Tüm Dünya ülkeleri 1966’da UNESCO ve ILO tarafında belirlenen 5 Ekim’i Dünya Öğretmenler Günü olarak kutlamakta iken; Türkiye ise darbeden bir yıl sonra ilan edilen, 24 Kasım’ı Öğretmenler Günü olarak kabul etmektedir. 24 Kasım’ı kabul etmeyip 5 Ekim’i kutlayan öğretmenlerimiz hala bulunmakta ise de; 24 Kasım, öğretmenler arasında ve kamuoyunda yaygın olarak kutlanılmaktadır.
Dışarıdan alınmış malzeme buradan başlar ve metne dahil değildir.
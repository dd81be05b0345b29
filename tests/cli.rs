//! Drives the built binary end to end: request on stdin, NDJSON on stdout.

use std::io::Write;
use std::path::{Path, PathBuf};
use std::process::{Child, Command, Output, Stdio};
use std::time::{Duration, Instant};

use base64::Engine;
use serde_json::{json, Value};

fn code(source: &str) -> String {
    base64::engine::general_purpose::STANDARD.encode(source)
}

fn spawn_with(args: &[&str], envs: &[(&str, &str)], request: &Value) -> Child {
    let mut child = Command::new(env!("CARGO_BIN_EXE_func-sandbox"))
        .args(args)
        .env_remove("RUST_LOG")
        .env_remove("FUNC_SANDBOX_CONFIG")
        .envs(envs.iter().copied())
        .stdin(Stdio::piped())
        .stdout(Stdio::piped())
        .stderr(Stdio::piped())
        .spawn()
        .unwrap();
    child
        .stdin
        .take()
        .unwrap()
        .write_all(request.to_string().as_bytes())
        .unwrap();
    child
}

fn run_with(args: &[&str], request: &Value) -> Output {
    spawn_with(args, &[], request).wait_with_output().unwrap()
}

fn config_file(dir: &Path, content: &str) -> PathBuf {
    let path = dir.join("sandbox.toml");
    std::fs::write(&path, content).unwrap();
    path
}

fn records(output: &Output) -> Vec<Value> {
    String::from_utf8_lossy(&output.stdout)
        .lines()
        .map(|line| serde_json::from_str(line).unwrap())
        .collect()
}

/// The terminal record, checked to be the last and only result.
fn result(output: &Output) -> Value {
    let records = records(output);
    let results: Vec<_> = records.iter().filter(|r| r["protocol"] == "result").collect();
    assert_eq!(results.len(), 1, "records: {records:?}");
    assert_eq!(records.last().unwrap()["protocol"], "result");
    results[0].clone()
}

#[test]
fn test_help_and_version() {
    let output = Command::new(env!("CARGO_BIN_EXE_func-sandbox"))
        .arg("--help")
        .output()
        .unwrap();
    assert!(output.status.success());
    let help = String::from_utf8_lossy(&output.stdout);
    assert!(help.contains("USAGE:"));
    assert!(help.contains("ENVIRONMENT VARIABLES:"));
    assert!(!help.contains("--isolate"));

    let output = Command::new(env!("CARGO_BIN_EXE_func-sandbox"))
        .arg("-V")
        .output()
        .unwrap();
    assert!(output.status.success());
    assert!(String::from_utf8_lossy(&output.stdout).starts_with("func-sandbox v"));
}

#[test]
fn test_missing_execution_id_is_protocol_error() {
    let output = run_with(&["before"], &json!({"handler": "main", "codeBase64": code("function main() {}")}));
    assert_eq!(output.status.code(), Some(1));
    let result = result(&output);
    assert_eq!(result["status"], "failure");
    assert_eq!(result["executionId"], "");
    assert_eq!(result["error"]["kind"], "InvalidRequest");
}

#[test]
fn test_unknown_kind_keeps_execution_id() {
    let output = run_with(&["reconciliation"], &json!({"executionId": "k1"}));
    assert_eq!(output.status.code(), Some(1));
    let result = result(&output);
    assert_eq!(result["executionId"], "k1");
    assert_eq!(result["error"]["kind"], "InvalidRequest");
}

#[test]
fn test_validation_format() {
    let output = run_with(
        &["validation"],
        &json!({"executionId": "v1", "value": 42, "validationFormat": "{\"type\":\"number\"}"}),
    );
    assert_eq!(output.status.code(), Some(0));
    let result = result(&output);
    assert_eq!(result["status"], "success");
    assert!(result.get("error").is_none());

    let output = run_with(
        &["validation"],
        &json!({"executionId": "v2", "value": "foobar", "validationFormat": {"type": "number"}}),
    );
    assert_eq!(output.status.code(), Some(0));
    let result = crate::result(&output);
    assert_eq!(result["status"], "success");
    assert_eq!(result["error"], "\"value\" must be a number");
}

#[test]
fn test_action_run_output_and_contract() {
    let source = r#"
        async function main(args, previous) {
          console.log("hello", args.name);
          console.error("careful");
          return { status: "ok", payload: { previous } };
        }
    "#;
    let output = run_with(
        &["actionRun"],
        &json!({
            "executionId": "a1",
            "handler": "main",
            "codeBase64": code(source),
            "args": {"name": "world", "properties": {"resource": {"payload": {"id": 7}}}}
        }),
    );
    assert_eq!(output.status.code(), Some(0));
    let records = records(&output);
    assert_eq!(records[0]["protocol"], "output");
    assert_eq!(records[0]["executionId"], "a1");
    assert_eq!(records[0]["stream"], "stdout");
    assert_eq!(records[0]["message"], "hello world");
    assert_eq!(records[1]["stream"], "stderr");
    assert_eq!(records[1]["level"], "error");

    let result = result(&output);
    assert_eq!(result["status"], "success");
    assert_eq!(result["health"], "ok");
    assert_eq!(result["payload"], json!({"previous": {"id": 7}}));
}

#[test]
fn test_action_run_ok_with_message_is_rejected() {
    let source = r#"function main() { return { status: "ok", message: "nope" }; }"#;
    let output = run_with(
        &["actionRun"],
        &json!({"executionId": "a2", "handler": "main", "codeBase64": code(source), "args": {}}),
    );
    assert_eq!(output.status.code(), Some(0));
    let result = result(&output);
    assert_eq!(result["status"], "failure");
    assert_eq!(result["error"]["kind"], "ActionFieldWrongType");
}

#[test]
fn test_null_return_is_invalid() {
    let source = "function main() { return null; }";
    let output = run_with(
        &["confirmation"],
        &json!({"executionId": "c1", "handler": "main", "codeBase64": code(source)}),
    );
    let result = result(&output);
    assert_eq!(result["error"]["kind"], "InvalidReturnType");
}

#[test]
fn test_thrown_error_keeps_name() {
    let source = "function main() { throw new TypeError('bad input'); }";
    let output = run_with(
        &["management"],
        &json!({"executionId": "m1", "handler": "main", "codeBase64": code(source)}),
    );
    assert_eq!(output.status.code(), Some(0));
    let result = result(&output);
    assert_eq!(result["error"]["kind"], json!({"UserCodeException": "TypeError"}));
    assert_eq!(result["error"]["message"], "bad input");
}

#[test]
fn test_missing_handler_is_reference_error() {
    let output = run_with(
        &["before"],
        &json!({"executionId": "b0", "handler": "absent", "codeBase64": code("const x = 1;")}),
    );
    let result = result(&output);
    assert_eq!(result["error"]["kind"], json!({"UserCodeException": "ReferenceError"}));
}

#[test]
fn test_before_hooks_thread_storage() {
    let first = r#"function hook(arg) { requestStorage.setEnv("TOKEN", arg.token); }"#;
    let broken = r#"function hook() { requestStorage.setItem("partial", "yes"); throw new Error("hook broke"); }"#;
    let main = r#"
        function main() {
          return {
            status: "ok",
            payload: { token: requestStorage.getEnv("TOKEN"), partial: requestStorage.getItem("partial") }
          };
        }
    "#;
    let output = run_with(
        &["actionRun"],
        &json!({
            "executionId": "b1",
            "handler": "main",
            "codeBase64": code(main),
            "args": {},
            "before": [
                {"handler": "hook", "codeBase64": code(first), "arg": {"token": "abc"}},
                {"handler": "hook", "codeBase64": code(broken), "arg": {}}
            ]
        }),
    );
    assert_eq!(output.status.code(), Some(0));
    let records = records(&output);
    assert!(records
        .iter()
        .any(|r| r["protocol"] == "output" && r["group"] == "before"
            && r["message"].as_str().unwrap_or_default().contains("hook broke")));

    let result = result(&output);
    assert_eq!(result["status"], "success");
    assert_eq!(result["payload"], json!({"token": "abc", "partial": "yes"}));
    assert_eq!(result["requestStorage"]["env"]["TOKEN"], "abc");
}

#[test]
fn test_read_only_storage_for_validation() {
    let source = r#"
        function main() {
          return { valid: typeof requestStorage.setEnv === "undefined" && typeof Deno === "undefined" };
        }
    "#;
    let output = run_with(
        &["validation"],
        &json!({"executionId": "r1", "handler": "main", "codeBase64": code(source), "value": 1}),
    );
    let result = result(&output);
    assert_eq!(result["status"], "success");
    assert!(result.get("error").is_none());
}

#[test]
fn test_timeout_is_classified() {
    let source = "async function main() { await new Promise((resolve) => setTimeout(resolve, 60000)); }";
    let output = run_with(
        &["before"],
        &json!({"executionId": "t1", "handler": "main", "codeBase64": code(source), "timeout": 1}),
    );
    assert_eq!(output.status.code(), Some(0));
    let result = result(&output);
    assert_eq!(result["error"]["kind"], json!({"UserCodeException": "TimeoutError"}));
    assert_eq!(result["error"]["message"], "function timed out after 1 seconds");
}

#[test]
fn test_in_process_isolation_from_config() {
    let dir = tempfile::tempdir().unwrap();
    let path = config_file(dir.path(), "[sandbox]\nisolation = \"in_process\"\n");

    let source = "while (true) {}\nfunction main() {}";
    let output = run_with(
        &["--config", path.to_str().unwrap(), "before"],
        &json!({"executionId": "i1", "handler": "main", "codeBase64": code(source), "timeout": 1}),
    );
    assert_eq!(output.status.code(), Some(0));
    let result = result(&output);
    assert_eq!(result["error"]["kind"], json!({"UserCodeException": "TimeoutError"}));
}

const KINDS: [&str; 7] = [
    "actionRun",
    "before",
    "confirmation",
    "management",
    "resolverFunction",
    "schemaVariantDefinition",
    "validation",
];

#[test]
fn test_runtime_internals_are_unreachable_for_every_kind() {
    let source = r#"
        function main() {
          for (const name of ["__bootstrap", "Deno", "eval"]) {
            if (typeof globalThis[name] !== "undefined") throw new Error(`leaked ${name}`);
          }
          if ((() => {}).constructor !== undefined) throw new Error("leaked Function");
          return undefined;
        }
    "#;
    for kind in KINDS {
        let output = run_with(
            &[kind],
            &json!({
                "executionId": kind,
                "handler": "main",
                "codeBase64": code(source),
                "responseType": "json",
                "component": {"data": {"properties": {}}}
            }),
        );
        assert_eq!(output.status.code(), Some(0), "{kind}");
        let result = result(&output);
        assert_eq!(result["executionId"], kind);
        assert!(!result.to_string().contains("leaked"), "{kind}: {result}");
    }
}

#[test]
fn test_global_mutations_do_not_survive_the_invocation() {
    let dir = tempfile::tempdir().unwrap();
    let in_process = config_file(dir.path(), "[sandbox]\nisolation = \"in_process\"\n");
    let in_process = in_process.to_str().unwrap();

    let hook = r#"function hook() { globalThis.shared = "from hook"; Array.prototype.tainted = true; }"#;
    let writer = r#"
        function main() {
          const seen = [typeof globalThis.shared, typeof [].tainted];
          globalThis.shared = "from first request";
          Object.prototype.tainted = true;
          return { status: "ok", payload: seen };
        }
    "#;
    let reader = r#"
        function main() {
          return { status: "ok", payload: [typeof globalThis.shared, typeof ({}).tainted] };
        }
    "#;

    for args in [vec!["actionRun"], vec!["--config", in_process, "actionRun"]] {
        let output = run_with(
            &args,
            &json!({
                "executionId": "g1",
                "handler": "main",
                "codeBase64": code(writer),
                "args": {},
                "before": [{"handler": "hook", "codeBase64": code(hook), "arg": {}}]
            }),
        );
        let first = result(&output);
        assert_eq!(first["status"], "success", "{args:?}: {first}");
        assert_eq!(first["payload"], json!(["undefined", "undefined"]), "{args:?}");

        let output = run_with(
            &args,
            &json!({"executionId": "g2", "handler": "main", "codeBase64": code(reader), "args": {}}),
        );
        let second = result(&output);
        assert_eq!(second["payload"], json!(["undefined", "undefined"]), "{args:?}");
    }
}

#[test]
fn test_output_past_the_cap_keeps_the_result_in_child_mode() {
    let dir = tempfile::tempdir().unwrap();
    let path = config_file(dir.path(), "[limits]\nmax_output_bytes = 8192\n");

    let source = r#"
        function main() {
          for (let i = 0; i < 5000; i++) console.log(`line ${i}`);
          return { status: "ok", payload: { done: true } };
        }
    "#;
    let output = run_with(
        &["--config", path.to_str().unwrap(), "actionRun"],
        &json!({"executionId": "o1", "handler": "main", "codeBase64": code(source), "args": {}}),
    );
    assert_eq!(output.status.code(), Some(0));
    let records = records(&output);
    assert!(records.len() < 5000);
    assert!(records
        .iter()
        .any(|r| r["message"].as_str().unwrap_or_default().contains("output exceeded 8192 bytes")));

    let result = result(&output);
    assert_eq!(result["status"], "success", "{result}");
    assert_eq!(result["payload"], json!({"done": true}));
}

/// Live `--isolate` children whose environment carries `FUNC_SANDBOX_LOG=<tag>`.
#[cfg(target_os = "linux")]
fn isolates_tagged(tag: &str) -> Vec<u32> {
    let needle = format!("FUNC_SANDBOX_LOG={tag}");
    let mut pids = Vec::new();
    let Ok(entries) = std::fs::read_dir("/proc") else {
        return pids;
    };
    for entry in entries.flatten() {
        let Some(pid) = entry.file_name().to_str().and_then(|name| name.parse::<u32>().ok()) else {
            continue;
        };
        let (Ok(environ), Ok(cmdline)) = (
            std::fs::read(entry.path().join("environ")),
            std::fs::read(entry.path().join("cmdline")),
        ) else {
            continue;
        };
        let tagged = environ.split(|b| *b == 0).any(|var| var == needle.as_bytes());
        let isolate = cmdline.split(|b| *b == 0).any(|arg| arg == b"--isolate");
        if tagged && isolate {
            pids.push(pid);
        }
    }
    pids
}

#[cfg(target_os = "linux")]
#[test]
fn test_timeout_terminates_the_isolate_process() {
    let tag = format!("timeout-{}", std::process::id());
    let source = "async function main() { await new Promise((resolve) => setTimeout(resolve, 60000)); }";
    let child = spawn_with(
        &["before"],
        &[("FUNC_SANDBOX_LOG", tag.as_str())],
        &json!({"executionId": "t2", "handler": "main", "codeBase64": code(source), "timeout": 2}),
    );

    let started = Instant::now();
    let mut seen = Vec::new();
    while seen.is_empty() && started.elapsed() < Duration::from_secs(2) {
        seen = isolates_tagged(&tag);
        std::thread::sleep(Duration::from_millis(20));
    }
    assert!(!seen.is_empty(), "isolate process never observed");

    let output = child.wait_with_output().unwrap();
    let result = result(&output);
    assert_eq!(result["error"]["kind"], json!({"UserCodeException": "TimeoutError"}));
    assert_eq!(result["error"]["message"], "function timed out after 2 seconds");

    assert!(isolates_tagged(&tag).is_empty());
    for pid in seen {
        assert!(!Path::new(&format!("/proc/{pid}")).exists(), "isolate {pid} still present");
    }
}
Öğretmenlerin sorunlarının, mesleki ve demokratik taleplerinin konuşulduğu, tartışıldığı, yüksek sesle dile getirildiği fazladan bir güne elbette itirazımız olmaz, ancak Tüm Dünyada 5 Ekim'de kutlanan “Öğretmenler Günü” yerine, 24 Kasım’da kutlanmasına hiç bir demokratik tepki göstermeyen öğretmenin, çalışma koşullarının da, maaşının da, özlük haklarının da iyileşmeyeceğini bilmesi gerekir.